Instrumentos cirúrgicos
Há relatos na literatura clínica envolvendo o uso de instrumentos vibratórios ultrassônicos para cirurgias ósseas e corte de tecidos moles desde os anos 1950. Impulsionado por suas limitações, além da insatisfação com os instrumentos rotatórios tradicionais, o italiano Tomaso Vercellotti mergulhou nos efeitos piezoelétricos para aperfeiçoar a técnica. Uma ponta ativa cerâmica fixada a um bisturi é conectada a um transdutor. Ele, por sua vez, gera ondas ultrassônicas, aproximadamente três vezes mais potentes do que os equipamentos dentários convencionais. A vibração gerada na ponta ativa promove uma ação capaz de furar e cortar tecidos mineralizados, incluindo tecidos dentários.
A partir das suas primeiras iniciativas, ao final dos anos 1980, Vercellotti firmou uma parceria com uma fabricante de dispositivos eletromédicos sediada em Genova, a Mectron. Ali, aperfeiçoaram a tecnologia de corte micrométrico, tornando-o mais preciso e seguro. Desde seu primeiro equipamento, lançado em 2001, novas funções e aprimoramentos foram desenvolvidos. Isso inclui o controle das vibrações ultrassônicas por software e pontas de pastilhas diamantadas ou de titânio, projetadas para situações anatômicas variadas.
Como resultado prático, o cirurgião-dentista não precisa exercer tanta pressão, enquanto faz a incisão e movimenta a peça nos tecidos ósseos de forma precisa e seletiva.

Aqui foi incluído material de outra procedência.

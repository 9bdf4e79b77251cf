//! Board engine for an interactive basketball strategy whiteboard.
//!
//! This crate is compiled to WebAssembly and runs in the browser. It owns
//! the full lifecycle of the playbook board: translating raw pointer/key
//! events into marker placements, line segments, erasures, and undo,
//! enforcing the per-side marker cap, keeping the static court layer
//! visible above dynamic paint, and rendering the scene. The host
//! JavaScript layer is responsible only for wiring DOM events and menu
//! commands to the engine and surfacing the resulting
//! [`board::BoardAction`]s and [`session::Notice`]s.
//!
//! ## Module layout
//!
//! | Module | Role |
//! |--------|------|
//! | [`engine`] | Top-level engine and testable [`engine::EngineCore`] |
//! | [`session`] | Side/mode flags, status line, notices, board reset |
//! | [`board`] | Event routing state machine over side and mode |
//! | [`piece`] | Per-side marker stack and line state |
//! | [`surface`] | Glyph store with z-order and the static court layer |
//! | [`court`] | Procedural court outline geometry |
//! | [`input`] | Sides, modes, flags snapshot, raw events, bindings |
//! | [`geom`] | Point and bounds value types |
//! | [`render`] | Scene rendering to the 2d context |
//! | [`consts`] | Shared numeric constants (marker radius, caps, etc.) |

pub mod board;
pub mod consts;
pub mod court;
pub mod engine;
pub mod geom;
pub mod input;
pub mod piece;
pub mod render;
pub mod session;
pub mod surface;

A ressonância provocada nos tecidos moles, em conjunto com a irrigação da solução salina para refrigeração, promove efeito antimicrobiano e uma hemostasia temporária; isso mantém a região estéril, reduz sensivelmente o sangramento e aumenta a visibilidade intraoperatória. A desvantagem do sistema fica por conta do aumento do tempo cirúrgico.
Nos últimos 30 anos, a pesquisa clínica se debruçou na eficácia de corte e resposta de cicatrização óssea após a cirurgia piezoelétrica. Estudos pós-operatórios demonstraram sua segurança ao constatar a proteção de estruturas nobres, a integridade celular nas superfícies ósseas e a redução de fenômenos inflamatórios indesejáveis, além da preservação de vitalidade em estruturas de tecidos delicados, como vasos sanguíneos, nervos, mucosas, polpa etc.
Os estudos comparativos demonstraram outra diferença significativa. As vibrações provenientes do uso de serras comuns ou brocas provocam certo grau de aquecimento, decorrente da geração do efeito de cavitação. Queimaduras, hemorragias e necroses por coagulação, especialmente em regiões mais profundas, praticamente inexistem com a piezocirurgia. A comparação com as técnicas tradicionais demonstra não apenas a perda óssea mínima, mas também um pós-operatório muito favorável e cicatrização mais rápida.
Além disso, a técnica simplificou procedimentos tanto para osteotomias corriqueiras quanto em cirurgias de grande porte. Os primeiros casos de uso referem-se a enxertos sinusais e intervenções pré-protéticas. Com o tempo, surgiram novas possibilidades de cirurgia maxilofacial, que pareciam impossíveis com qualquer outra técnica, o que praticamente resultou em uma nova disciplina baseada nas premissas da técnica – a cirurgia piezoelétrica óssea (piezoelectric bone surgery – PBS).